1Now the Passover and the Feast of Unleavened Bread were only two days away, and the chief priests and the teachers of the law were looking for some sly way to arrest Jesus and kill him. 2"But not during the Feast," they said, "or the people may riot." 3While he was in Bethany, reclining at the table in the home of a man known as Simon the Leper, a woman came with an alabaster jar of very expensive perfume, made of pure nard. She broke the jar and poured the perfume on his head. 4Some of those present were saying indignantly to one another, "Why this waste of perfume? 5It could have been sold for more than a year's wages and the money given to the poor." And they rebuked her harshly.
6"Leave her alone," said Jesus. "Why are you bothering her? She has done a beautiful thing to me. 7The poor you will always have with you, and you can help them any time you want. But you will not always have me. 8She did what she could. She poured perfume on my body beforehand to prepare for my burial. 9I tell you the truth, wherever the gospel is preached throughout the world, what she has done will also be told, in memory of her."
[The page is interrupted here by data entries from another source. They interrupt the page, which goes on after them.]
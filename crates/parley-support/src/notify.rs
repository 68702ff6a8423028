use async_trait::async_trait;
use lettre::message::Mailbox;
use lettre::message::header::ContentType;
use lettre::transport::smtp::authentication::Credentials;
use lettre::{AsyncSmtpTransport, AsyncTransport, Message, Tokio1Executor};
use tracing::info;

use crate::error::{SupportError, SupportResult};

/// Outbound email. Callers treat every send as best effort.
#[async_trait]
pub trait Notifier: Send + Sync {
    async fn send_email(&self, to: &[String], subject: &str, html: &str) -> SupportResult<()>;
}

/// Writes would-be emails to the log. Used when SMTP is not configured.
pub struct LogNotifier;

#[async_trait]
impl Notifier for LogNotifier {
    async fn send_email(&self, to: &[String], subject: &str, _html: &str) -> SupportResult<()> {
        info!(recipients = to.len(), "email (not sent, SMTP disabled): {}", subject);
        Ok(())
    }
}

#[derive(Debug, Clone)]
pub struct SmtpSettings {
    pub host: String,
    pub port: u16,
    pub username: Option<String>,
    pub password: Option<String>,
    pub from: String,
}

pub struct SmtpNotifier {
    transport: AsyncSmtpTransport<Tokio1Executor>,
    from: Mailbox,
}

impl SmtpNotifier {
    pub fn new(settings: &SmtpSettings) -> SupportResult<Self> {
        let from: Mailbox = settings
            .from
            .parse()
            .map_err(|e| SupportError::invalid_input(format!("bad sender address: {}", e)))?;

        let mut builder = AsyncSmtpTransport::<Tokio1Executor>::starttls_relay(&settings.host)
            .map_err(SupportError::upstream)?
            .port(settings.port);
        if let (Some(user), Some(pass)) = (&settings.username, &settings.password) {
            builder = builder.credentials(Credentials::new(user.clone(), pass.clone()));
        }

        Ok(Self {
            transport: builder.build(),
            from,
        })
    }
}

#[async_trait]
impl Notifier for SmtpNotifier {
    async fn send_email(&self, to: &[String], subject: &str, html: &str) -> SupportResult<()> {
        if to.is_empty() {
            return Ok(());
        }

        let mut builder = Message::builder()
            .from(self.from.clone())
            .subject(subject)
            .header(ContentType::TEXT_HTML);
        for recipient in to {
            let mailbox: Mailbox = recipient
                .parse()
                .map_err(|e| SupportError::invalid_input(format!("bad recipient {}: {}", recipient, e)))?;
            builder = builder.to(mailbox);
        }

        let email = builder
            .body(html.to_string())
            .map_err(SupportError::upstream)?;
        self.transport.send(email).await.map_err(SupportError::upstream)?;

        info!(recipients = to.len(), "email sent: {}", subject);
        Ok(())
    }
}

/// Minimal escaping for user-supplied text placed in email bodies.
pub fn escape_html(raw: &str) -> String {
    let mut out = String::with_capacity(raw.len());
    for c in raw.chars() {
        match c {
            '&' => out.push_str("&amp;"),
            '<' => out.push_str("&lt;"),
            '>' => out.push_str("&gt;"),
            '"' => out.push_str("&quot;"),
            '\'' => out.push_str("&#39;"),
            _ => out.push(c),
        }
    }
    out
}

#[cfg(test)]
mod tests {
    use super::*;

    #[test]
    fn escapes_markup() {
        assert_eq!(
            escape_html(r#"<b>"Tom & Jerry's"</b>"#),
            "&lt;b&gt;&quot;Tom &amp; Jerry&#39;s&quot;&lt;/b&gt;"
        );
    }

    #[tokio::test]
    async fn log_notifier_always_succeeds() {
        let sent = LogNotifier
            .send_email(&["ops@example.com".into()], "hello", "<p>hi</p>")
            .await;
        assert!(sent.is_ok());
    }

    #[test]
    fn smtp_rejects_bad_sender() {
        let settings = SmtpSettings {
            host: "smtp.example.com".into(),
            port: 587,
            username: None,
            password: None,
            from: "not an address".into(),
        };
        assert!(matches!(SmtpNotifier::new(&settings), Err(SupportError::InvalidInput(_))));
    }
}
use std::convert::Infallible;

use axum::response::sse::{Event, Sse};
use futures_util::{Stream, StreamExt};
use tracing::{error, info};

use parley_types::events::GatewayEvent;

use crate::stream::LiveStream;

/// Serve a live stream over SSE. Each event goes out as its JSON encoding in
/// `data:` with the event kind as the SSE event name.
pub fn sse_response(live: LiveStream) -> Sse<impl Stream<Item = Result<Event, Infallible>>> {
    info!(conversation = %live.conversation_id(), "live stream connected");

    let events = live.into_events().filter_map(|event| async move { encode(&event).map(Ok) });
    Sse::new(events)
}

fn encode(event: &GatewayEvent) -> Option<Event> {
    match serde_json::to_string(event) {
        Ok(json) => Some(Event::default().event(event.kind()).data(json)),
        Err(e) => {
            error!("Failed to encode {} event: {}", event.kind(), e);
            None
        }
    }
}
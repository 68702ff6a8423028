//! Support conversation core: routing a chat between the AI assistant and
//! human admins, escalating transcripts into tickets, and the lead pipeline.

pub mod auth;
pub mod conversation;
pub mod error;
pub mod escalation;
pub mod leads;
pub mod llm;
pub mod notify;
pub mod rate_limit;
pub mod tasks;

mod storage;

use std::sync::Arc;

use parley_db::Database;
use parley_gateway::EventBus;

pub use auth::AuthContext;
pub use conversation::{ConversationService, Transition};
pub use error::{SupportError, SupportResult};
pub use escalation::{Escalation, EscalationService};
pub use leads::LeadService;
pub use llm::LanguageModel;
pub use notify::Notifier;
pub use rate_limit::{BucketConfig, RateLimiter};

/// Collaborators shared by every service. Built once at startup; cloning is
/// cheap.
#[derive(Clone)]
pub struct SupportContext {
    pub db: Arc<Database>,
    pub bus: EventBus,
    pub notifier: Arc<dyn Notifier>,
    pub model: Arc<dyn LanguageModel>,
    /// Distribution list for handoff and escalation notices.
    pub admin_emails: Arc<[String]>,
    /// Base URL used to build links in emails.
    pub public_url: String,
}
Thoughts: What is a waste of resources? In a finite, limited world especially in a recession, this is a great question. We need to set priorities, and as believers we need to think about how God would have us to give. To the secular world (and to those in the church who are always trying to win the world's approval) giving to the poor justifies the existence of the church. There have been times when the Church has justified extravagance and ostentation on itself making people sacrifice. There are many huge ornate churches in very poor areas. Yet this passage allows for prioritizing spending on God above spending on the poor. Jesus was being anointed for his burial- it was special. While certainly Christ cared for the poor, the sick, and the left out- he also allowed for these special exceptions.
Prayer: Lord, give me grace to be a good steward of the gifts you have given me. Let my heart for spending be as your heart.
John Calvin abridged: Christ again predicts his death, but this prediction shows how willing he offers himself to die. He shows that he was willing to offer himself in order to reconcile the world to God and also that he was not caught merely in a trap of human violence from which he could not escape. So he declares that he comes to Jerusalem expressly for the purpose of dying there. We are able to see, as in a brigh mirror, how boldly and cheerfully he comes to Jeruselem to blot out the world's sins and then be victorious. This is the same narrative in John (12:1-11) as in Matthew (26:6-13) and Mark. She anointed his head so extravagantly that the oil ran down to his feet. John relates that Judas began the murmuring and the others joined in. We should be careful of following those who lead in wicked complaints and murmurs. Christ who was an example of temperance and frugality here defends the woman for this single instance of extravagance. The Spirit led her to anoint him. We should find comfort that often what is condemned by those on earth is blessed by heaven. Christ does not defend the anointing as if we should all imitate it, but assures us it pleases God on this particular occassion while Christ is still on earth. This is no excuse for religious extravagance as Christ has ascended into heaven. "The poor you will have with you always"- means that God has placed the poor around us to give us an opportunity to respond and sacrifice to their need. "Through the world"- The Gospel should be preached through the whole world, and this incorporates the Gentiles (cf. Mt. 24:14).